*About this exercise*:
From the data below, return each line in which the string "tracing" is found.

*** Provided information Section Begins ***

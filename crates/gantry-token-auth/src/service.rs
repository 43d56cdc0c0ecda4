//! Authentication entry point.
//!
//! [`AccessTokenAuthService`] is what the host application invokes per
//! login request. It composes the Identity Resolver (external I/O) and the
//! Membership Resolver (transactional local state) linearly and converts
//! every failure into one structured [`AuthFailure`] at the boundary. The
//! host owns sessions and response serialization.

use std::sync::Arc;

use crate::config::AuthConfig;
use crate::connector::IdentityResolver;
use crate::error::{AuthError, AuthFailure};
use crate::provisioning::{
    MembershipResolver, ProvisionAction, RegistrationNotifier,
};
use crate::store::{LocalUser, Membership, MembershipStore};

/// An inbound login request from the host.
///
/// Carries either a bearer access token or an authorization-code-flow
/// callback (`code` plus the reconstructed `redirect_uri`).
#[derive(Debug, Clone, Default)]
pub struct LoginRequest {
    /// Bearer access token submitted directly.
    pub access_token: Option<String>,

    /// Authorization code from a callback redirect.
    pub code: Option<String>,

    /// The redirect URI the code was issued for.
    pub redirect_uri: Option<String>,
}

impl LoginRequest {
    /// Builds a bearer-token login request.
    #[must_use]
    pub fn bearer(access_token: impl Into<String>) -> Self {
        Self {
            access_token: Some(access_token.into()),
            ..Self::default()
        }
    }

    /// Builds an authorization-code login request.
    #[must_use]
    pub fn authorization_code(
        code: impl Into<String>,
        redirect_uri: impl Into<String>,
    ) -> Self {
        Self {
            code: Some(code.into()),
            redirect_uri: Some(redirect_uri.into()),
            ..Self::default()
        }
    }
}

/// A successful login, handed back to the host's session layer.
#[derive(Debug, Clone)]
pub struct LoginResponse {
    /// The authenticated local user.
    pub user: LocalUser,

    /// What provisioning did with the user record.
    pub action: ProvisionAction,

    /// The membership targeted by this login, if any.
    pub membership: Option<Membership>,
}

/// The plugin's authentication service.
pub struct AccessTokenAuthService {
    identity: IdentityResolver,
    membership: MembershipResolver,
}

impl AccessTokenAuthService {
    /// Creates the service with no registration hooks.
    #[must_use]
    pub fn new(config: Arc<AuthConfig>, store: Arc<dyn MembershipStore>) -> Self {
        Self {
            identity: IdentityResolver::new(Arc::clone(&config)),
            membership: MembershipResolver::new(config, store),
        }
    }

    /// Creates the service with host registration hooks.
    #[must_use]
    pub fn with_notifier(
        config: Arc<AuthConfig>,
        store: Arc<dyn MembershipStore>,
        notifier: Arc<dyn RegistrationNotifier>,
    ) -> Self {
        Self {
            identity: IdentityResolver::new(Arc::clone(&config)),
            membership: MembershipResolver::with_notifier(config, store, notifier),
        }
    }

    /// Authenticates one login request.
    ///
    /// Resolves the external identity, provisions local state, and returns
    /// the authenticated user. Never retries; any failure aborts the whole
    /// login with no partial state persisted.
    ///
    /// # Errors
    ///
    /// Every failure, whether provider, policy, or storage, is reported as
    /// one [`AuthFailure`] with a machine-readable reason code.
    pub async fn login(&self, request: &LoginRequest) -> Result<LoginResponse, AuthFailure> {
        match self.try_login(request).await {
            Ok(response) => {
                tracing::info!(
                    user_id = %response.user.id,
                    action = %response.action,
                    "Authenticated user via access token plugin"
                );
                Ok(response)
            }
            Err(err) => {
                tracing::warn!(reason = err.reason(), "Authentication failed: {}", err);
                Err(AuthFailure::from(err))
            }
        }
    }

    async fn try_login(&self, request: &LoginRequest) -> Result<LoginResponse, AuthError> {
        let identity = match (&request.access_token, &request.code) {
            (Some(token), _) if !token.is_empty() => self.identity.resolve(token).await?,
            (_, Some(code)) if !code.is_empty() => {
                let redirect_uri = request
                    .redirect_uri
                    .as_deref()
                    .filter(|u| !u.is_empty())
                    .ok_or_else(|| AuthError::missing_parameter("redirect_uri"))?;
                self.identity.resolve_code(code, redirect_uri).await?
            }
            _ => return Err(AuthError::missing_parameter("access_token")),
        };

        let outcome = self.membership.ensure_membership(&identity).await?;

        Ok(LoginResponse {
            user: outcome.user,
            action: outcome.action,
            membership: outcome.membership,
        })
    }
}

*** Provided information Section Ends ***

*Task output*:
                tracing::info!(
                tracing::warn!(reason = err.reason(), "Authentication failed: {}", err);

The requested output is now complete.